En fait, il est un hadîth (relaté par Ibn Abbâs) où le prophète Muhammad (que la paix soit sur lui) a raconté le contexte dans lequel la rencontre entre Moïse et al-Khidhr a vu le jour, et où on trouve quelques détails supplémentaires par rapport au récit (plus allusif) du Coran ; l'une des versions de ce hadîth passe par Suf'yân ibn 'Uyayna ; dans l'une des versions rapportées de Suf'yân, on trouve une phrase qui ne figure pas ailleurs (cette phrase est qualifiée donc de "ziyâda") ; cette phrase dit qu'"dans la base du gros rocher" auprès duquel Moïse et son serviteur se reposèrent à un moment donné de leur voyage à la rencontre de al-Khidhr, "se trouve une source qu'on appelle "la vie", rien ne touche son eau sans que cela devienne vivant ; le poisson toucha quelque chose de l'eau de cette source" : "قال سفيان: "وفي حديث غير عمرو: قال: "وفي أصل الصخرة عين يقال لها "الحياة"، لا يصيب من مائها شيء إلا حيي، فأصاب الحوت من ماء تلك العين" : cela figure dans la version transmise par Qutayba, 'an Suf'yân, 'an Ghayri 'Amr (al-Bukhârî, 4450).
Cette ziyâda est-elle, elle aussi, sahîh (authentique jusqu'au Prophète, sur lui soit la paix), ou bien est-elle shâdhdh ?
--- Déjà, qui est cet "autre que 'Amr" (Ghayr 'Amr) ? Probablement Qatâda, dit Ibn Hajar, car Ibn Abî Hâtim relate cela de ce dernier (Fat'h ul-bârî, 8/528) ; voir en effet Tafsîr Ibn Abî Hâtim, n° 12897.
--- Cependant, rien ne prouve que ce que Qatâda dit là, il le fait remonter jusqu'au Prophète (sur lui soit la paix) ; d'autant plus que si on se réfère à la version du même hadîth qui est transmise cette fois par Ibn Abî 'Umar, 'an Suf'yân, 'an 'Amr, on y lit plutôt ceci : "Des gens affirment que ce gros rocher, auprès de lui se trouve la source de la vie, dont l'eau ne touche aucune chose morte sans qu'elle devienne vivante" (etc.) : "قال سفيان: "يزعم ناس أن تلك الصخرة عندها عين الحياة ولا يصيب ماؤها ميتا إلا عاش" - قال: "وكان الحوت قد أكل منه، فلما قطر عليه الماء عاش" (at-Tirmidhî, 3149).
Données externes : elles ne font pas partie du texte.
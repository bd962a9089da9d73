//! Plugin package decoder
//!
//! A content-addressed reader over a plugin package. Two concrete sources
//! exist: an in-memory zip archive ([`zip::ZipPluginDecoder`]) and an
//! extracted directory ([`dir::DirPluginDecoder`]). Shared logic lives in
//! [`helper::DecoderHelper`], which only needs the raw-file portion of the
//! interface.

pub mod checksum;
pub mod dir;
pub mod helper;
pub mod manifest;
pub mod verify;
pub mod zip;

use crate::core::error::Result;
use crate::decoder::manifest::PluginDeclaration;
use crate::plugin::types::PluginUniqueIdentifier;
use std::collections::HashMap;

pub use dir::DirPluginDecoder;
pub use helper::DecoderHelper;
pub use verify::{ThirdPartyVerificationConfig, Verification, VERIFICATION_FILE};
pub use zip::ZipPluginDecoder;

/// Variant interface over a plugin package
pub trait PluginDecoder: Send + Sync {
    /// Read one file; `HarborError::NotFound` when the path does not exist
    fn read_file(&self, filename: &str) -> Result<Vec<u8>>;

    /// List every file below a directory, paths relative to the package root
    fn read_dir(&self, dirname: &str) -> Result<Vec<String>>;

    /// Visit every file as `(filename, dir)` where `dir` keeps its trailing separator
    fn walk(&self, f: &mut dyn FnMut(&str, &str) -> Result<()>) -> Result<()>;

    /// Uncompressed size of one file
    fn stat(&self, filename: &str) -> Result<u64>;

    /// Path separator used by this source
    fn separator(&self) -> &'static str;

    /// Base64 signature from the package metadata; empty when unsigned
    fn signature(&self) -> Result<String>;

    /// Signing timestamp from the package metadata
    fn create_time(&self) -> Result<i64>;

    /// Resolved, defaults-filled manifest aggregate (memoized)
    fn manifest(&self) -> Result<PluginDeclaration>;

    /// Canonical content checksum (memoized)
    fn checksum(&self) -> Result<String>;

    /// `<author>/<name>:<version>@<checksum>`
    fn unique_identifier(&self) -> Result<PluginUniqueIdentifier>;

    /// Files below `_assets/`, keyed relative to that prefix
    fn assets(&self) -> Result<HashMap<String, Vec<u8>>>;

    /// Locale -> readme text; `en_US` comes from the root `README.md`
    fn available_i18n_readme(&self) -> Result<HashMap<String, String>>;

    /// Whether the package signature validates (memoized)
    fn verified(&self) -> bool;

    /// Check that every asset the manifest references exists under `_assets/`
    fn check_assets_valid(&self) -> Result<()>;
}
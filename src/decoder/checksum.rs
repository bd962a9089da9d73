//! Canonical package checksum
//!
//! The checksum is a digest of the uncompressed contents, independent of
//! archive entry ordering: file names are sorted lexicographically and each
//! contributes `len(name) || name || len(data) || data` to a running SHA-256.
//! `_assets` is included; signature metadata is not.

use crate::core::error::Result;
use crate::decoder::verify::VERIFICATION_FILE;
use crate::decoder::PluginDecoder;
use sha2::{Digest, Sha256};

/// Compute the canonical checksum over every file the decoder exposes
pub fn calculate_checksum(decoder: &dyn PluginDecoder) -> Result<String> {
    let mut names = Vec::new();
    decoder.walk(&mut |filename, dir| {
        names.push(format!("{}{}", dir, filename));
        Ok(())
    })?;
    names.sort();

    let mut hasher = Sha256::new();
    for name in names {
        if name == VERIFICATION_FILE {
            continue;
        }
        let data = decoder.read_file(&name)?;
        hasher.update((name.len() as u64).to_be_bytes());
        hasher.update(name.as_bytes());
        hasher.update((data.len() as u64).to_be_bytes());
        hasher.update(&data);
    }

    Ok(format!("{:x}", hasher.finalize()))
}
Ce qui rendrait cette phrase : maqtû' 'alâ Qatâda. Ce qui montrerait que cette ziyâda, telle que rapportée ainsi : "قال سفيان: "وفي حديث غير عمرو: قال: "وفي أصل الصخرة عين يقال لها "الحياة"، لا يصيب من مائها شيء إلا حيي، فأصاب الحوت من ماء تلك العين" (al-Bukhârî, 4450), a été mud'raja ici.
Dès lors :
----- Certes, Ibn Hajar pense pour sa part que cette ziyâda est dûment établie de façon authentique du Prophète (sur lui soit la paix) (Fat'h ul-bârî, 8/528).
----- Mais il relate que ad-Dâoûdî a dit de cette ziyâda : "Je ne pense pas qu'elle soit établie [du Prophète, sur lui soit la paix] ; et si elle l'est, alors cela relève de ce que Dieu a créé et de (l'expression de) Sa Puissance" : "وقد أنكر الداودي - فيما حكاه بن التين - هذه الزيادة فقال: "لا أرى هذا يثبت؛ فإن كان محفوظا فهو من خلق الله وقدرته" (Fat'h ul-bârî, 8/528).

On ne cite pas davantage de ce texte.